» **Assignment**:
Which lines of the data below include the string "HashMap"? Return each of them.

» **Supplied records**:

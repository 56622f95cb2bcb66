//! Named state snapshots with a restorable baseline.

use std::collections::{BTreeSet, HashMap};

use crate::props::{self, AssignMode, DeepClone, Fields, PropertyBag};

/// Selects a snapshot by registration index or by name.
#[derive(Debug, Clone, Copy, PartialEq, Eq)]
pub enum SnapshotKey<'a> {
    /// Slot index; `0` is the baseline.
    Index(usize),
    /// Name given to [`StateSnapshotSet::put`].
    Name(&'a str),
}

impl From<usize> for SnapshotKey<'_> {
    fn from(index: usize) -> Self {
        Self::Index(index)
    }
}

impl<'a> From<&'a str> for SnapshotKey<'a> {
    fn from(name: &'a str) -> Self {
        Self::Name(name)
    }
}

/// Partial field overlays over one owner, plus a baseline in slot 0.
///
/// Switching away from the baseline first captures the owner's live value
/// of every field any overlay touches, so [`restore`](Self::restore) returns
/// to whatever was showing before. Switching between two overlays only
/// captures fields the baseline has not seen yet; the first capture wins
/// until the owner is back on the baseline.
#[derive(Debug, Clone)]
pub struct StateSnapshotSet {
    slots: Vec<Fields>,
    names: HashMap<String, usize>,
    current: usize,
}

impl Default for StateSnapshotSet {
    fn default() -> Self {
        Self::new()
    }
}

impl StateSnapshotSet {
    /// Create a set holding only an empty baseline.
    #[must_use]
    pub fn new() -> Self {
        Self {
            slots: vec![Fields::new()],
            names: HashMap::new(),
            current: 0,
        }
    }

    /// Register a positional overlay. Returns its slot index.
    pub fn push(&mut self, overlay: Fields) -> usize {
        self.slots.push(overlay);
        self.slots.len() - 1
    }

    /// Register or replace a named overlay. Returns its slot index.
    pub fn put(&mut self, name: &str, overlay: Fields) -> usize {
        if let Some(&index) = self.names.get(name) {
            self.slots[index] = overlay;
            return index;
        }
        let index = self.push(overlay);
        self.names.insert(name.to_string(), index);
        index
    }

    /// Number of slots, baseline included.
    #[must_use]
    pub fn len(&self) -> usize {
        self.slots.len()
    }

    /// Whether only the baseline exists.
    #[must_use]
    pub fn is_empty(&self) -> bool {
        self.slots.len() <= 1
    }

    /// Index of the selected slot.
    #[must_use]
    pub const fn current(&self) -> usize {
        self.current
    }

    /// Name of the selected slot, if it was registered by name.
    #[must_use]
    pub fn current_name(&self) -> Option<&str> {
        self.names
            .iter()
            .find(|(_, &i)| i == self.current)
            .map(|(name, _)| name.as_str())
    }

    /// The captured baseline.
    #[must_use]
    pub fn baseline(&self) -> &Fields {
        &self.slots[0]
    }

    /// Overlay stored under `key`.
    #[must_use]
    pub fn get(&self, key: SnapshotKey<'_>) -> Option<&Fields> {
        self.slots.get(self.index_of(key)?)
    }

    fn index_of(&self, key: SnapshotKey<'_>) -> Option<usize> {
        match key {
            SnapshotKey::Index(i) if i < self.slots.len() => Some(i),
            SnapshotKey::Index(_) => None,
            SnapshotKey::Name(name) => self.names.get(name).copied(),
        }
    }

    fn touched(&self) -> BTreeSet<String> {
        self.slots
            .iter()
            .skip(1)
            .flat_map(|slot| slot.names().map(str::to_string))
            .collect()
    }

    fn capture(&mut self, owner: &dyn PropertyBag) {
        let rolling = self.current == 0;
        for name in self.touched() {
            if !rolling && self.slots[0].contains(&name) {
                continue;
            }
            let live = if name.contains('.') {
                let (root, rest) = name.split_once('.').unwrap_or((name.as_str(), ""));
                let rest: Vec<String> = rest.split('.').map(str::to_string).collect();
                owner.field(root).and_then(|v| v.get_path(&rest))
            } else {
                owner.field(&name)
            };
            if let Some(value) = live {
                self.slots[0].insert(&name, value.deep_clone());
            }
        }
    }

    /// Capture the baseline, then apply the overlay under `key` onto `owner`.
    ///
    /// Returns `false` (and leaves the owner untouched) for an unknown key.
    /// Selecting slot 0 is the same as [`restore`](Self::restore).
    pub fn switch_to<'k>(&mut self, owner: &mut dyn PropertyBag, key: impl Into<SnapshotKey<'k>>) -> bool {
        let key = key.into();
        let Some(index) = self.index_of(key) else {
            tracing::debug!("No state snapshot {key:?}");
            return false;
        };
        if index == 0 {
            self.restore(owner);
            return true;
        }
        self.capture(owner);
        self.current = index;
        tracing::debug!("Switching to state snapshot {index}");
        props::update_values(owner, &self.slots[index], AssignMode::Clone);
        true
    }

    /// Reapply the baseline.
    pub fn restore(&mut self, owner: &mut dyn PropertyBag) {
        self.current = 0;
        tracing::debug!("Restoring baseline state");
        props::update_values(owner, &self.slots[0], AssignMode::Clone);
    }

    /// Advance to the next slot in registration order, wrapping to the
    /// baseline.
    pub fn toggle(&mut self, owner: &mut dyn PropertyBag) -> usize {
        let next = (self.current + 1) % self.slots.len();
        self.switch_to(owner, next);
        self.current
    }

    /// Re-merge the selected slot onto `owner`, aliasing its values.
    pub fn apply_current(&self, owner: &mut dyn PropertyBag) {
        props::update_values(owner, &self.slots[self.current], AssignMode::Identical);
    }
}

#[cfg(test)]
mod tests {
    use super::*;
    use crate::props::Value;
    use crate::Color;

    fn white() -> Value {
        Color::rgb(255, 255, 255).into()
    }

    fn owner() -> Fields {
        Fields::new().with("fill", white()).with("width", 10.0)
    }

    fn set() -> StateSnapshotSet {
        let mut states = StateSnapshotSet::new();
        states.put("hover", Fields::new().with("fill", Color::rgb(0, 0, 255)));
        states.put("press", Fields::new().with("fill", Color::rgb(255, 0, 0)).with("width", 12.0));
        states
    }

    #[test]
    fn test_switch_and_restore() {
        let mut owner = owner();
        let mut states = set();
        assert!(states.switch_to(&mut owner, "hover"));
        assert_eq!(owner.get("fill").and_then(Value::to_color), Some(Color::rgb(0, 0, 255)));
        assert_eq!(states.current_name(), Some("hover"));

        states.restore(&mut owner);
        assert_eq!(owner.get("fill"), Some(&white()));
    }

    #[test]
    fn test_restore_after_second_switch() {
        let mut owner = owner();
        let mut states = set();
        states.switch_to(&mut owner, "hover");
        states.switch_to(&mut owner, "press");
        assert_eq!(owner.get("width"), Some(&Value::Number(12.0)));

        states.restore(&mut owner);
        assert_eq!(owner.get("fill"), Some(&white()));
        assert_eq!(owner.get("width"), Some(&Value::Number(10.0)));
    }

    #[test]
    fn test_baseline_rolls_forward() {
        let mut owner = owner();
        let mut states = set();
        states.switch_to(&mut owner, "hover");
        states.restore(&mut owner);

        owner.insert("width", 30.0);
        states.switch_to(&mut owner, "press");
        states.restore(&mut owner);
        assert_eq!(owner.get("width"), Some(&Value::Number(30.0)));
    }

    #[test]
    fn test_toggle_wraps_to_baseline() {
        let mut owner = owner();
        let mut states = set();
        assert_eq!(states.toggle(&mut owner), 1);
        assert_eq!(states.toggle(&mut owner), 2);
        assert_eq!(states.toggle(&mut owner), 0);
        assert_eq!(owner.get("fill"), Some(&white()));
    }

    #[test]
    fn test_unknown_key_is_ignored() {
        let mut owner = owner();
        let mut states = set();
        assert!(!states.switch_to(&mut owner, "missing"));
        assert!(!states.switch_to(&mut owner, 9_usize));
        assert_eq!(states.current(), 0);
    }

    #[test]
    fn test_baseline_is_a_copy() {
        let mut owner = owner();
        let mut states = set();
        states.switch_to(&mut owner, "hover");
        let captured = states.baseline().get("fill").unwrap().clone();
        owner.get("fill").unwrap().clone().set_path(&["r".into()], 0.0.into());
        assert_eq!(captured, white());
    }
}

» **Exercise solution**:
use std::collections::{BTreeSet, HashMap};
    names: HashMap<String, usize>,
            names: HashMap::new(),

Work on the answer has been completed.